Mechanisms to support either of these models, or any option in between, need to be considered. They could include: change to regulatory instruments; new types of commercial agreements between participants; or methods for sharing information about demand-side take-up to avoid competing interests.
Beyond answering the fundamental question of the right level and mechanisms to support demand-side response, we need to understand the role of each of the participants, map beneficiaries, identify barriers and enablers and quantify the risk inherent in each option. Without this analysis we may find ourselves the unwitting “beneficiaries” of unexpected consequences such as those that led to the controversy surrounding the early introduction of feed-in-tariffs in 2011 and 2012.

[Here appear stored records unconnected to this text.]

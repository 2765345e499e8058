// SPDX-FileCopyrightText: 2026 Topup Contributors
//
// SPDX-License-Identifier: Apache-2.0

use std::{sync::Arc, time::Duration};

use log::warn;
use tokio::{sync::watch, task::JoinHandle, time};

use crate::{api::Api, model, reachability, session};

/// Periodic wallet-balance refresh for a live view.
///
/// The task is tied to this handle: dropping it aborts the timer, so a view
/// being torn down cannot leak its poller. A retry request on the monitor
/// refreshes immediately instead of waiting out the interval.
pub(crate) struct Poller {
    updates: watch::Receiver<Option<model::Balance>>,
    handle: JoinHandle<()>,
}

impl Poller {
    pub(crate) fn spawn<A: Api + ?Sized + 'static>(
        api: Arc<A>,
        token: session::Secret,
        period: Duration,
        monitor: Arc<reachability::Monitor>,
    ) -> Self {
        let (tx, updates) = watch::channel(None);

        let handle = tokio::spawn(async move {
            let mut ticker = time::interval(period);
            ticker.set_missed_tick_behavior(time::MissedTickBehavior::Delay);

            loop {
                tokio::select! {
                    _ = ticker.tick() => {}
                    () = monitor.retry_requested() => {}
                }

                let result = api.balance(&token).await;
                monitor.observe(&result);
                match result {
                    Ok(balance) => {
                        if tx.send(Some(balance)).is_err() {
                            return;
                        }
                    }
                    Err(e) => warn!("Balance refresh failed, keeping the last value: {e}"),
                }
            }
        });

        Self { updates, handle }
    }

    pub(crate) fn subscribe(&self) -> watch::Receiver<Option<model::Balance>> {
        self.updates.clone()
    }
}

impl Drop for Poller {
    fn drop(&mut self) {
        self.handle.abort();
    }
}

We also need to pay close attention to the people who are creating the demand. The knowledge gap is a key issue: consumers will need to know what demand-side schemes are, why they are important, and how to participate in them. The challenge could be even greater than for smart meters, because some options have the potential to be more intrusive. Communication will be critical – consumer engagement is already recognised as a central piece of the smart metering puzzle and its role will be just as important in ensuring the success of demand-side management.
Getting the model wrong will be costly for all parties – the backlash against suppliers in Australia, where time-of-use tariffs led to “bill shock” for consumers – serves as a warning to government and industry in the UK. We need to take a considered approach to demand-side management, paying as much attention to the consumer demand-side of the equation as we have been to the management side.

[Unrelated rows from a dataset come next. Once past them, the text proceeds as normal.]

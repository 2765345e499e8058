// SPDX-FileCopyrightText: 2025-2026 Topup Contributors
//
// SPDX-License-Identifier: Apache-2.0

use async_trait::async_trait;
use clap::{Parser, Subcommand, ValueEnum};
use log::error;

use crate::{
    error::{self, Result},
    money::Amount,
    payment, service,
};

/// Buy airtime, a data bundle, a TV package or electricity units.
#[derive(Debug, Parser)]
pub(crate) struct Command {
    /// How to pay: debit your wallet, or pay by card through the checkout
    /// page.
    #[arg(long, short, value_enum, default_value_t = Method::Wallet)]
    method: Method,

    #[clap(subcommand)]
    service: Service,
}

#[derive(Copy, Clone, Debug, Eq, PartialEq, ValueEnum)]
pub(crate) enum Method {
    Wallet,
    Card,
}

impl std::fmt::Display for Method {
    fn fmt(&self, f: &mut std::fmt::Formatter<'_>) -> std::fmt::Result {
        let value = self.to_possible_value().ok_or(std::fmt::Error)?;
        write!(f, "{}", value.get_name())
    }
}

#[derive(Debug, Subcommand)]
enum Service {
    /// Airtime for a phone number.
    Airtime {
        /// The mobile network of the number.
        #[arg(value_enum)]
        network: service::Network,

        /// The phone number to top up.
        phone_number: service::PhoneNumber,

        /// Amount in naira.
        amount: Amount,
    },

    /// A data bundle for a phone number.
    Data {
        /// The mobile network of the number.
        #[arg(value_enum)]
        network: service::Network,

        /// The phone number to top up.
        phone_number: service::PhoneNumber,

        /// The bundle identifier, as listed by the provider.
        plan: String,

        /// Price of the bundle in naira.
        amount: Amount,
    },

    /// A TV subscription package for a smartcard.
    Tv {
        /// The TV provider.
        #[arg(value_enum)]
        provider: service::TvProvider,

        /// The 10-digit smartcard (IUC) number on the decoder.
        smart_card_number: service::SmartcardNumber,

        /// The package identifier, as listed by the provider.
        package: String,

        /// Price of the package in naira.
        amount: Amount,
    },

    /// Electricity units for a meter.
    Electricity {
        /// The distribution company the meter belongs to.
        #[arg(value_enum)]
        disco: service::Disco,

        /// The meter number.
        meter_number: service::MeterNumber,

        /// Whether the meter is prepaid or postpaid.
        #[arg(value_enum)]
        meter_type: service::MeterType,

        /// Amount in naira.
        amount: Amount,
    },
}

impl Service {
    fn into_order(self) -> service::Order {
        match self {
            Self::Airtime {
                network,
                phone_number,
                amount,
            } => service::Order {
                amount,
                details: service::Details::Airtime {
                    network,
                    phone_number,
                },
            },
            Self::Data {
                network,
                phone_number,
                plan,
                amount,
            } => service::Order {
                amount,
                details: service::Details::Data {
                    network,
                    phone_number,
                    plan,
                },
            },
            Self::Tv {
                provider,
                smart_card_number,
                package,
                amount,
            } => service::Order {
                amount,
                details: service::Details::Tv {
                    provider,
                    smart_card_number,
                    package,
                },
            },
            Self::Electricity {
                disco,
                meter_number,
                meter_type,
                amount,
            } => service::Order {
                amount,
                details: service::Details::Electricity {
                    disco,
                    meter_number,
                    meter_type,
                },
            },
        }
    }
}

#[async_trait]
impl super::Command for Command {
    async fn execute(self, ctx: &mut super::Context<'_>) -> Result<()> {
        let order = self.service.into_order();
        let token = ctx
            .manager
            .token()
            .cloned()
            .ok_or(error::Api::Unauthorized)?;

        let outcome = match self.method {
            Method::Wallet => {
                let result = payment::pay_from_wallet(ctx.api.as_ref(), &token, &order).await;
                ctx.monitor.observe(&result);
                result?
            }
            Method::Card => {
                let public_key = ctx.public_key.as_deref().ok_or_else(|| {
                    error!(
                        "Card payments need the checkout public key (--public-key or \
                         TOPUP_PUBLIC_KEY)"
                    );
                    error::Error::Command
                })?;
                let payer = match ctx.manager.user() {
                    Some(user) => user.email.clone(),
                    None => {
                        error!("Your profile has not loaded yet; retry once you are back online");
                        return Err(error::Error::Command);
                    }
                };

                let result = payment::pay_with_card(
                    ctx.api.as_ref(),
                    ctx.widget.as_ref(),
                    &token,
                    &payer,
                    public_key,
                    &order,
                )
                .await;
                ctx.monitor.observe(&result);
                result?
            }
        };

        match outcome {
            payment::Outcome::Succeeded { message } => {
                println!("{message}");
                Ok(())
            }
            payment::Outcome::Cancelled => {
                println!("Payment cancelled");
                Ok(())
            }
            payment::Outcome::Failed { message } => {
                error!("{message}");
                Err(error::Error::Command)
            }
        }
    }
}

Amy Cooke, director, business development, Engage Consulting
Demand-side response: how it might work
Demand-side response is an umbrella term for techniques that help to reduce the strain on the power system. It can reduce the peak capacity needed and hence allow investment in network infrastructure to be deferred. It can also help optimise overall efficiency by moving demand to times that coincide with generation availability, avoiding wasting generated energy or the need to find ways to store excess capacity which can be costly.
Demand-side response activities fall into a number of categories:
· Price signals and time-of-use tariffs that encourage behaviour change. Changes to pricing could be communicated through smart meters, in response to a text message, or via more traditional means such as by signing up to an off peak tariff. In France, for example, EDF communicates high price periods to those on its tempo tariff on its website a day ahead of the price change.
· Permitting remote management of power hungry devices through a one-off action or permission given by the user. These typically require some kind of hardware or remote sensing and control. For example, commercial customers could allow energy companies to remotely control the temperature in their offices, providing that the temperature does not fall below a defined level.
· Permitting dynamic remote control of devices. This scenario is similar to one-off action described above, but involves more active and dynamic management of the device by the remote manager. Consumer examples of dynamic remote control could include giving suppliers permission to turn fridges and freezers off for short periods to reduce demand during peak periods.
This article first appeared in Utility Week’s print edition of 21st June 2013.